■ **WHAT YOU NEED TO DO**:
In the data that follows, find the line with "chosen time is"; transcribe it, every later line up to the one with "bookable is cleared.", and that line as well, exactly and with no others.

(Saved data entries)
□ □ □
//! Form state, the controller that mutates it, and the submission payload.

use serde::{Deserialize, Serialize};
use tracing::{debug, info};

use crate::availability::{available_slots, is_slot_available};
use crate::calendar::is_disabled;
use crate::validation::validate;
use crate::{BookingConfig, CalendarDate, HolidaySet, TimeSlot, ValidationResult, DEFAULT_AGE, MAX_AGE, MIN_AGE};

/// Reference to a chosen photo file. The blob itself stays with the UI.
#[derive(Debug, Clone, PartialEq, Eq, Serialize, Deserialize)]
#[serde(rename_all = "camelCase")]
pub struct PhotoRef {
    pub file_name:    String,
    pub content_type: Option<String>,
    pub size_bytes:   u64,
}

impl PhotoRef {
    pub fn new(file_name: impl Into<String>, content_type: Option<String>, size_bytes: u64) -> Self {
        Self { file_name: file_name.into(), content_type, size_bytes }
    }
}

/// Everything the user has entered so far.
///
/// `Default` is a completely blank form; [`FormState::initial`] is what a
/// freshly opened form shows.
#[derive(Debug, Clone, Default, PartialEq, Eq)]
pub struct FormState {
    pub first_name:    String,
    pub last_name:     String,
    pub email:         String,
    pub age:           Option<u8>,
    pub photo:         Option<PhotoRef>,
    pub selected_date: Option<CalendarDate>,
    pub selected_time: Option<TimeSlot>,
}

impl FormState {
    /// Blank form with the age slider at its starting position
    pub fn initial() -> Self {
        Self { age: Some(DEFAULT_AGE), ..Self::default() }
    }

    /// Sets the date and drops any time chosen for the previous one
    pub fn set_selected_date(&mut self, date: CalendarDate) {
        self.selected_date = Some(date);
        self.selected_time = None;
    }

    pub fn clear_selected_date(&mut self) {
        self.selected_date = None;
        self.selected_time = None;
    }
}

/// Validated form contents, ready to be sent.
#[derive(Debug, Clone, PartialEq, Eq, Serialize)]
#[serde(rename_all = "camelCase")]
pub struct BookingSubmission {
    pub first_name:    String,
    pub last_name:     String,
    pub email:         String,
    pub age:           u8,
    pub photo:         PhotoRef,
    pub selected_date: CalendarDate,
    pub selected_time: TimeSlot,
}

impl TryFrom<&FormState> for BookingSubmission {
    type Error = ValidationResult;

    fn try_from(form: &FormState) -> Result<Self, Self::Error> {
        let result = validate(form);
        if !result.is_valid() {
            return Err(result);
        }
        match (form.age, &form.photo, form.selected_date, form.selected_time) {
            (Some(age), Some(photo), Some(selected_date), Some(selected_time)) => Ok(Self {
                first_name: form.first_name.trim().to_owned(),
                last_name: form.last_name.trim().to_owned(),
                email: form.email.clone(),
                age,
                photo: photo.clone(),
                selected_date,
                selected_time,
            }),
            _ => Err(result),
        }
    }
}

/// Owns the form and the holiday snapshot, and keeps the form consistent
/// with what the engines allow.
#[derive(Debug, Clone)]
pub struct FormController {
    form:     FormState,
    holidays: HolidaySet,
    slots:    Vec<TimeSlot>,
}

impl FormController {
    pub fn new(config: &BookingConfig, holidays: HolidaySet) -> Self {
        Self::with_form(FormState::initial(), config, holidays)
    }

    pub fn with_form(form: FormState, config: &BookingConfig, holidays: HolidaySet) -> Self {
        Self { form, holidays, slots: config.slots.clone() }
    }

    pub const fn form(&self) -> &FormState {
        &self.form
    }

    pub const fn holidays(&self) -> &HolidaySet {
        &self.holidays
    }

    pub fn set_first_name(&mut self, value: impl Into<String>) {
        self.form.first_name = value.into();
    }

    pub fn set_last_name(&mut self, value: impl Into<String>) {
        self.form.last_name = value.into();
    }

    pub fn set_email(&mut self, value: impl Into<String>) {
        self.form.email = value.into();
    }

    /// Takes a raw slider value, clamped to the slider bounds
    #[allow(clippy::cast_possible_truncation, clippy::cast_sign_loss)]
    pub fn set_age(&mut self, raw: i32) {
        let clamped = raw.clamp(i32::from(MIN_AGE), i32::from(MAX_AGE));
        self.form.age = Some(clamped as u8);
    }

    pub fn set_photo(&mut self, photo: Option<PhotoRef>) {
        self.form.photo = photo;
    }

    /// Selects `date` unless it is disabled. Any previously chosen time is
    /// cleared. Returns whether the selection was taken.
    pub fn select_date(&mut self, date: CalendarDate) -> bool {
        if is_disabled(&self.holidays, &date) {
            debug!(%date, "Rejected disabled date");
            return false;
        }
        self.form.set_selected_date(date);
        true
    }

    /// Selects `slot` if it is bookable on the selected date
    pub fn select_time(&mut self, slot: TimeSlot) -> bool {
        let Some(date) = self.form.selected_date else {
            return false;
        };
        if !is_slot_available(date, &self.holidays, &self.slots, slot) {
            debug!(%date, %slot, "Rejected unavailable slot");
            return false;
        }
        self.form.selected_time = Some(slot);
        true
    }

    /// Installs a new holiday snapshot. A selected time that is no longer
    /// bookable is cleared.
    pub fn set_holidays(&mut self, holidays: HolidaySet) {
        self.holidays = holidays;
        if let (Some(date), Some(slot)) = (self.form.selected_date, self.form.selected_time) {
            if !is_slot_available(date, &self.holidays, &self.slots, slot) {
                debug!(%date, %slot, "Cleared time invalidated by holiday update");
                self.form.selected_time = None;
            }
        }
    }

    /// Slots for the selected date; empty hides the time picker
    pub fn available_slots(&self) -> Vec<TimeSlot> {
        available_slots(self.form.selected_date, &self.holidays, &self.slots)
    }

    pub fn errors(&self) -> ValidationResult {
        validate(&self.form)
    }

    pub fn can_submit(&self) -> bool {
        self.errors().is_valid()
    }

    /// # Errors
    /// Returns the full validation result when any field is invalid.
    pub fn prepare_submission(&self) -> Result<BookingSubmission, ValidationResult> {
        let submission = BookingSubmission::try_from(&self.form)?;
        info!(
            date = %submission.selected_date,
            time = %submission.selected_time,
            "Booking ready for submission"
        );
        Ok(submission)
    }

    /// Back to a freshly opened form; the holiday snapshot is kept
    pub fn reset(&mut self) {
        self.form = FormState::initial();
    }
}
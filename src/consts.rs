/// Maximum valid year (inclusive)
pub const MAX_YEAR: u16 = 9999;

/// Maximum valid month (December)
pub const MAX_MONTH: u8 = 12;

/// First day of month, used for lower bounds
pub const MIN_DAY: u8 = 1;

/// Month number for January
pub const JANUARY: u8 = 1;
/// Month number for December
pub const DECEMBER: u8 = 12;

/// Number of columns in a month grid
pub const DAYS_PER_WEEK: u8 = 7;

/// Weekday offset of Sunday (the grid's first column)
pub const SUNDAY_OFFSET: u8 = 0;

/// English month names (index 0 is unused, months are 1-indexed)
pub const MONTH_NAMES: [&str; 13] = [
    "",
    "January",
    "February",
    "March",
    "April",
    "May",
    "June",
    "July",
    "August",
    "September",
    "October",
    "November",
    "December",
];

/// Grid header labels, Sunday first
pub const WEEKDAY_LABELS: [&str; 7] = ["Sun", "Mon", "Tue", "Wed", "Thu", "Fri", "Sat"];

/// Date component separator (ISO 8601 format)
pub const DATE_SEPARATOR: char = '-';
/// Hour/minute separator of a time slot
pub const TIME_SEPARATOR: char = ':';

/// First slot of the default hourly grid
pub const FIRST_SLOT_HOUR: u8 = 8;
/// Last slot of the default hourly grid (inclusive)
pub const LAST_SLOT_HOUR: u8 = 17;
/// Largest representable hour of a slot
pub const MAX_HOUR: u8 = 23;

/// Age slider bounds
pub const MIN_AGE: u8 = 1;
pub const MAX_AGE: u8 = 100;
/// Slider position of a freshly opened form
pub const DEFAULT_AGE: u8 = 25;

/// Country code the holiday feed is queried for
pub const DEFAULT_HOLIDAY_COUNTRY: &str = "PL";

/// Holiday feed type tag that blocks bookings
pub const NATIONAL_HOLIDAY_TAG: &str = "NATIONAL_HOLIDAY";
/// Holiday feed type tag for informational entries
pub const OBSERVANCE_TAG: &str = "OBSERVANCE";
□ □ □
■ **SOLUTION FOR THIS PROBLEM**:
    /// Selects `date` unless it is disabled. Any previously chosen time is
    /// cleared. Returns whether the selection was taken.
    pub fn select_date(&mut self, date: CalendarDate) -> bool {
        if is_disabled(&self.holidays, &date) {
            debug!(%date, "Rejected disabled date");
            return false;
        }
        self.form.set_selected_date(date);
        true
    }

    /// Selects `slot` if it is bookable on the selected date
    pub fn select_time(&mut self, slot: TimeSlot) -> bool {
        let Some(date) = self.form.selected_date else {
            return false;
        };
        if !is_slot_available(date, &self.holidays, &self.slots, slot) {
            debug!(%date, %slot, "Rejected unavailable slot");
            return false;
        }
        self.form.selected_time = Some(slot);
        true
    }

    /// Installs a new holiday snapshot. A selected time that is no longer
    /// bookable is cleared.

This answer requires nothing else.